Every submit is delayed—from fabric, colour dips, strikeoffs, fabric readiness, commencement of production to actual production run. A lot of time gets lost because of poor financial condition of manufacturers, due to which they delay inordinately in mill payments, causing the mills to slow down the fabric delivery. Not that the mills produce in time themselves.
These unplanned delays mean no production plan can be adhered to. I have so often witnessed makers delaying a month in fabric pick-up and then sending by air the garments pre-paid to the US! I have also seen how, due to all these variables, there are months when all production comes together, the manufacturer will then run here and there for outsourcing and that has a major impact on quality, profitability and timelines; these will be followed by a month of an idling factory, which again is a huge loss due to the fixed overheads.
To sum up, the main reason is lack of scale in mills, production and washing units and low labour productivity; the same shirts get made 16 pieces a day per machine in Bangladesh versus 10 in India.
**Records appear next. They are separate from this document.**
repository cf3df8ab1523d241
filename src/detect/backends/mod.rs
pub mod scripted;

#[cfg(feature = "backend-tract")]
pub mod tract;

pub use scripted::{ScriptedBackend, ScriptedFrame};

#[cfg(feature = "backend-tract")]
pub use tract::TractBackend;
use std::collections::HashMap;
use std::time::Duration;

/// Default minimum gap between two accepted events for one label.
pub const DEFAULT_DEBOUNCE_WINDOW: Duration = Duration::from_secs(1);

/// Per-label debounce.
///
/// A label is accepted when no event for it has been accepted yet, or when at
/// least `window` has elapsed since the last accepted one. Rejections leave
/// the state untouched: they mean the same physical item is still in view.
#[derive(Clone, Debug)]
pub struct DebounceGate {
    window: Duration,
    last_accepted: HashMap<String, Duration>,
}

impl DebounceGate {
    pub fn new(window: Duration) -> Self {
        Self {
            window,
            last_accepted: HashMap::new(),
        }
    }

    pub fn window(&self) -> Duration {
        self.window
    }

    /// Accept or reject an event for `label` observed at `now`.
    pub fn accept(&mut self, label: &str, now: Duration) -> bool {
        if let Some(last) = self.last_accepted.get(label) {
            if now.saturating_sub(*last) < self.window {
                log::trace!("debounce: {} rejected at {:?} (last {:?})", label, now, last);
                return false;
            }
        }
        self.last_accepted.insert(label.to_string(), now);
        true
    }

    pub fn last_accepted(&self, label: &str) -> Option<Duration> {
        self.last_accepted.get(label).copied()
    }

    pub fn tracked_labels(&self) -> usize {
        self.last_accepted.len()
    }
}

impl Default for DebounceGate {
    fn default() -> Self {
        Self::new(DEFAULT_DEBOUNCE_WINDOW)
    }
}

#[cfg(test)]
mod tests {
    use super::*;

    fn secs(s: f64) -> Duration {
        Duration::from_secs_f64(s)
    }

    #[test]
    fn rejects_inside_window_and_accepts_at_boundary() {
        let mut gate = DebounceGate::new(secs(1.0));
        assert!(gate.accept("milk", secs(10.0)));
        assert!(!gate.accept("milk", secs(10.0)));
        assert!(!gate.accept("milk", secs(10.999)));
        assert!(gate.accept("milk", secs(11.0)));
        assert_eq!(gate.last_accepted("milk"), Some(secs(11.0)));
    }

    #[test]
    fn rejection_does_not_extend_window() {
        let mut gate = DebounceGate::new(secs(1.0));
        assert!(gate.accept("milk", secs(0.0)));
        assert!(!gate.accept("milk", secs(0.3)));
        assert!(!gate.accept("milk", secs(0.9)));
        assert!(gate.accept("milk", secs(1.2)));
    }

    #[test]
    fn labels_are_independent() {
        let mut gate = DebounceGate::new(secs(1.0));
        assert!(gate.accept("milk", secs(0.0)));
        assert!(gate.accept("bread", secs(0.1)));
        assert!(!gate.accept("milk", secs(0.5)));
        assert!(!gate.accept("bread", secs(0.5)));
        assert_eq!(gate.tracked_labels(), 2);
    }

    #[test]
    fn first_event_at_time_zero_is_accepted() {
        let mut gate = DebounceGate::default();
        assert!(gate.accept("eggs", Duration::ZERO));
    }
}
//! PlannerStage trait definition

use async_trait::async_trait;

use crate::domain::Session;

/// One stage of the planning loop
///
/// Stages take exclusive ownership of the session, mutate their slice of it,
/// and hand it back; the orchestrator composes them by explicit sequencing.
/// A stage error is fatal for the current request - recoverable conditions
/// (missing data, bad model output) are handled inside the stage with
/// fallbacks instead.
#[async_trait]
pub trait PlannerStage: Send + Sync {
    /// Stage name used in trace entries
    fn name(&self) -> &'static str;

    /// Process the session and return it updated
    async fn process(&self, session: Session) -> eyre::Result<Session>;
}
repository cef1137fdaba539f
//! Travel data gateway for TripPlanner
//!
//! Fetches flights, weather, and points of interest for requested
//! destinations from a pluggable provider. Lookups fan out per destination
//! and tolerate partial failure; the builder supplies defaults for anything
//! missing, so a gather never fails a planning run.

#[allow(unused_imports)]
use tracing::debug;

mod gather;
mod mock;
mod provider;
mod types;

pub use gather::{TravelData, gather_travel_data};
pub use mock::MockTravelProvider;
pub use provider::TravelDataProvider;
pub use types::{FlightOffer, PointOfInterest, WeatherDay};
Hence, with the exception of a few large export groups, one’s sourcing experience in large runs is not very encouraging in India. Perhaps this the reason why largescale bulk production has not moved to India.
Added to this is the absolute lack of production facilities for exports in ladies intimatewear, swimwear, tailored pants and jackets/blazers, outwerwear and skiwear, fine gauge sweaters and good quality heavy, matte synthetic fabrics with Lycra. One can count the export units on your fingertips. This makes the country miss out on a large chunk of the sourcing pie. There are many medium sized units who do make the categories mentioned above, however they cater only to the domestic market.
The figures speak for themselves. See Table 1 below:
The growth disparity is evident, and it is pretty embarrassing as India is one of the world’s largest suppliers of cotton, polyster and viscose fibre, and the industry took off here 20 years before the listed countries.